I teach an advanced online novel-writing course at the Gotham Writers' Workshop. It runs for ten weeks and it usually consists of 10 to 15 students from all over the world. Students post chapters each week, and we all read and discuss their work. There are also optional assignments in which I try to provide the students with useful tools for story construction. I also post a "lecture" each week. Each lecture is on a different aspect of novel writing and it prompts a week-long discussion in which the students work with the concept and figure out how it applies to their own and their classmates' work.

It's a great course, and I (as the teacher) always learn a great deal from it. For more information, check out the Gotham Writers' Workshop website: http://www.writingclasses.com/home/NV.html.

Here is one of the lectures, which may give you an idea of my approach to teaching.

HOW PLOT AND CHARACTER WORK TOGETHER or BACKWARD THROUGH TESS OF THE D'URBERVILLES

by Floyd Kemske

Now that we have looked at the concept of plot and at the concept of characters, it remains to look at how they interact.

I have contended that the protagonist is the victim of the initial event (the disturbance) and then makes the decisions that give rise to the troubles that happen on the way to the crisis. And then, of course, it is the protagonist who makes the decision, for good or ill, that resolves the crisis. So, in a way, you could say that the protagonist controls the story.
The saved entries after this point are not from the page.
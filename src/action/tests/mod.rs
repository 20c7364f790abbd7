use crate::action::example_action::ProvisionStep;
use crate::action::Action;
use crate::state::StateStore;
use async_trait::async_trait;
use serde_json::{json, Value};
use std::error::Error;

struct BareAction;

#[async_trait]
impl Action for BareAction {
    async fn complete(&self, state: &StateStore) -> Result<(), Box<dyn Error + Send + Sync>> {
        state.set("done", true);
        Ok(())
    }
}

#[tokio::test]
async fn test_default_revert_is_a_no_op() {
    let store = StateStore::new(json!({}));
    let action = BareAction;

    action.complete(&store).await.unwrap();
    assert_eq!(store.get("done"), json!(true));

    // BareAction does not override revert; the default leaves state alone.
    action.revert(&store).await.unwrap();
    assert_eq!(store.get("done"), json!(true));
}

#[tokio::test]
async fn test_example_action_success_and_rollback() {
    let store = StateStore::new(json!({}));
    let step = ProvisionStep {
        name: "clone".into(),
        output_path: "repo.cloned".into(),
        fail: false,
    };

    step.complete(&store).await.unwrap();
    assert_eq!(store.get("repo.cloned"), json!(true));

    step.revert(&store).await.unwrap();
    assert_eq!(store.get("repo.cloned"), json!(false));
}

#[tokio::test]
async fn test_example_action_failure_writes_nothing() {
    let store = StateStore::new(json!({}));
    let step = ProvisionStep {
        name: "clone".into(),
        output_path: "repo.cloned".into(),
        fail: true,
    };

    let result = step.complete(&store).await;
    assert!(result.is_err());
    assert_eq!(store.get("repo.cloned"), Value::Null);
}
use async_trait::async_trait;
use std::error::Error;
use std::time::Duration;

use crate::action::Action;
use crate::state::StateStore;

/// A simple action used by the demo binary: marks a state path when done,
/// clears it again on rollback.
pub struct ProvisionStep {
    pub name: String,
    pub output_path: String,
    pub fail: bool,
}

#[async_trait]
impl Action for ProvisionStep {
    async fn complete(&self, state: &StateStore) -> Result<(), Box<dyn Error + Send + Sync>> {
        println!("Provisioning {}", self.name);
        // Simulate some asynchronous work.
        tokio::time::sleep(Duration::from_millis(200)).await;
        if self.fail {
            eprintln!("Simulated failure in {}", self.name);
            Err(format!("simulated failure in {}", self.name).into())
        } else {
            state.set(&self.output_path, true);
            println!("Finished {}", self.name);
            Ok(())
        }
    }

    async fn revert(&self, state: &StateStore) -> Result<(), Box<dyn Error + Send + Sync>> {
        println!("Rolling back {}", self.name);
        state.set(&self.output_path, false);
        Ok(())
    }
}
I want to test this idea by examining a novel famous for its deterministic fatalism. Anyone who reads Tess of the d'Urbervilles (1891) by Thomas Hardy would agree that Tess is at the mercy of events. If you read TOTD the way it is supposed to be read, the story is so unrelenting in its accumulation of misfortunes that you can easily think of Tess as a hapless victim with no active role in what befalls her.

Here is the capsule description of the novel from The Reader's Encyclopedia, edited by William Rose Benet (New York, 1948):

Tess Durbeyfield, urged by her dissipated father Jack and the necessities of a poverty-stricken household, takes service with the wealthy Mrs. d'Urberville, a supposed connection. Here Alec, the son of the house, makes love to Tess and takes advantage of her against her will. After the death of her child, Tess hires herself out on a farm where she meets and falls in love with Angel Clare, a rector's son who wishes to be a farmer. The couple, after their marriage, relate the story of their past lives, and Angel, although he expects forgiveness for his own past, is horrified at his wife's story and goes abroad, refusing to live with her. After a time, Alec d'Urberville, who has become converted, persuades Tess to return to him in the belief that Angel will not come back and that she will be able to help her needy family. When Angel does return, but learning the situation, leaves again, she turns upon Alec and stabs him.
This summary hardly conveys the feeling of hopelessness and inevitable disaster that accompanies the reading of this book. Every time Tess stands up, she is knocked down -- again and again, until she is hanged at the end of the book. And it was surely Hardy's purpose to suggest that a human being can be entirely at the mercy of events and is powerless to avoid the fate mapped out for her in a cruel world.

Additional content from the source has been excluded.